Management of end - stage achalasia with laparoscopic Heller myotomy: A case report

Introduction

Achalasia is a rare esophageal motility disorder causing dysphagia and weight loss. Severe cases may present with a significantly dilated and sigmoid-shaped esophagus (sigmoid achalasia). Traditionally, esophagectomy was used for such cases. However, laparoscopic Heller myotomy (LHM) is emerging as a less invasive alternative with comparable outcomes.

Case presentation

We present a 45-year-old male with a seven-year history of dysphagia, regurgitation, chest pain, and recent weight loss. Barium esophagogram, high-resolution esophageal manometry, and upper endoscopy confirmed severe achalasia with a sigmoid esophagus (Type I according to Chicago classification).
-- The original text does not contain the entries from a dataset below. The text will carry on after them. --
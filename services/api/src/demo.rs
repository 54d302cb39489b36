use crate::infra::{InMemoryApplicationRepository, RecordingNotificationPublisher};
use clap::{Args, ValueEnum};
use partner_vetting::config::{AppConfig, ReportConfig};
use partner_vetting::error::AppError;
use partner_vetting::vetting::{
    evaluate, Application, CandidateContact, EquityAcceptance, EquityExpectation,
    ExperienceYears, FinancialSituation, IntakeGuard, JsonRenderer, PartnerVettingService,
    PartnershipSubmission, PartnershipType, PlainTextRenderer, ReportRenderer, Skill,
    TimeCommitment,
};
use std::collections::BTreeSet;
use std::path::PathBuf;
use std::sync::Arc;

#[derive(Debug, Clone, Copy, Default, PartialEq, Eq, ValueEnum)]
pub(crate) enum ReportFormat {
    #[default]
    Text,
    Json,
}

#[derive(Args, Debug)]
pub(crate) struct EvaluateArgs {
    /// Path to a JSON document holding `contact` and `application`
    #[arg(long)]
    pub(crate) input: PathBuf,
    /// Output format for the rendered report
    #[arg(long, value_enum, default_value_t = ReportFormat::Text)]
    pub(crate) format: ReportFormat,
}

#[derive(Args, Debug, Default)]
pub(crate) struct DemoArgs {
    /// Drop the revenue share from the hybrid candidate to show the penalty path
    #[arg(long)]
    pub(crate) without_revenue_share: bool,
}

pub(crate) fn run_evaluate(args: EvaluateArgs) -> Result<(), AppError> {
    let config = AppConfig::load()?;
    let raw = std::fs::read_to_string(&args.input)?;
    let rendered = render_submission(&raw, args.format, &config.report)?;
    println!("{rendered}");
    Ok(())
}

pub(crate) fn render_submission(
    raw: &str,
    format: ReportFormat,
    config: &ReportConfig,
) -> Result<String, AppError> {
    let submission: PartnershipSubmission = serde_json::from_str(raw)?;
    let submission = IntakeGuard.check(submission)?;
    let report = evaluate(&submission.application);

    let renderer: Box<dyn ReportRenderer> = match format {
        ReportFormat::Text => Box::new(PlainTextRenderer::new(config.clone())),
        ReportFormat::Json => Box::new(JsonRenderer::new(config.clone())),
    };
    Ok(renderer.render(&submission.contact, &report)?)
}

pub(crate) fn run_demo(args: DemoArgs) -> Result<(), AppError> {
    let config = AppConfig::load()?;

    println!("Partnership vetting demo");
    let repository = Arc::new(InMemoryApplicationRepository::default());
    let notifier = Arc::new(RecordingNotificationPublisher::default());
    let service = PartnerVettingService::new(repository, notifier.clone(), config.report);

    let revenue_share = if args.without_revenue_share {
        None
    } else {
        Some(750.0)
    };
    let record = match service.submit(demo_submission(revenue_share)) {
        Ok(record) => record,
        Err(err) => {
            println!("  Submission rejected: {}", err);
            return Ok(());
        }
    };

    let view = record.status_view();
    println!(
        "- Received application {} -> status {} (score {}, {})",
        view.application_id, view.status, view.score, view.priority
    );
    println!("  Score breakdown:");
    for adjustment in &record.report.adjustments {
        println!("    - {:?}: {:+}", adjustment.check, adjustment.points);
    }
    println!("\n{}", record.rendered_report);

    match service.get(&record.id) {
        Ok(stored) => match serde_json::to_string_pretty(&stored.status_view()) {
            Ok(json) => println!("\nStatus payload:\n{}", json),
            Err(err) => println!("\nStatus payload unavailable: {}", err),
        },
        Err(err) => println!("\nRepository lookup failed: {}", err),
    }

    let events = notifier.events();
    if events.is_empty() {
        println!("\nNotifications: none dispatched");
    } else {
        println!("\nNotifications:");
        for notice in events {
            println!(
                "  - template={} -> {}",
                notice.template, notice.application_id
            );
        }
    }

    Ok(())
}

fn demo_submission(monthly_revenue_share_usd: Option<f64>) -> PartnershipSubmission {
    PartnershipSubmission {
        contact: CandidateContact {
            full_name: "Morgan Ellis".to_string(),
            email: "morgan.ellis@example.com".to_string(),
            phone: Some("+1 555 0142".to_string()),
            location: Some("Denver, CO".to_string()),
            linkedin_url: None,
        },
        application: Application {
            confirmed_understanding: true,
            partnership_type: PartnershipType::Hybrid,
            equity_acceptance: EquityAcceptance::PrefersHybrid,
            equity_expectation: EquityExpectation::TenToFifteen,
            monthly_revenue_share_usd,
            upfront_fee_usd: None,
            monthly_fee_usd: None,
            business_description: None,
            financial_situation: FinancialSituation::SomeRunway,
            experience_years: ExperienceYears::SixToTen,
            time_commitment: TimeCommitment::Substantial,
            skills: BTreeSet::from([Skill::Sales, Skill::Partnerships, Skill::Marketing]),
            previous_companies: Some("Led channel sales at a payments startup".to_string()),
            value_proposition: Some("Reseller network across the Mountain West".to_string()),
            network: Some("Regional agency owners and coaches".to_string()),
            why_now: Some("Ready to commit to one product".to_string()),
            platform_tool_experience: None,
            creator_entrepreneur_experience: Some("Ran a paid community".to_string()),
            growth_vision: Some("Partner program with tiered commissions".to_string()),
        },
    }
}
Esophagectomy was considered, but due to the patient's age and the lack of prior treatment attempts, LHM with Dor's fundoplication was performed successfully. At 24-month follow-up, the patient reported significant symptom improvement and weight gain.

Clinical discussion

While esophagectomy was historically used for severe achalasia, LHM is increasingly being employed due to its minimally invasive nature and favorable outcomes. This case highlights the potential benefits of LHM in carefully selected patients with severe achalasia, even those with sigmoid esophagus. However, it's important to acknowledge that LHM may not be suitable for all end-stage cases, and esophagectomy might be necessary in some situations.

Conclusión

Laparoscopic Heller myotomy with Dor's fundoplication is a promising treatment option for end-stage of achalasia, offering faster recovery and improved quality of life. However, further long-term studies are needed to confirm its long-term effectiveness.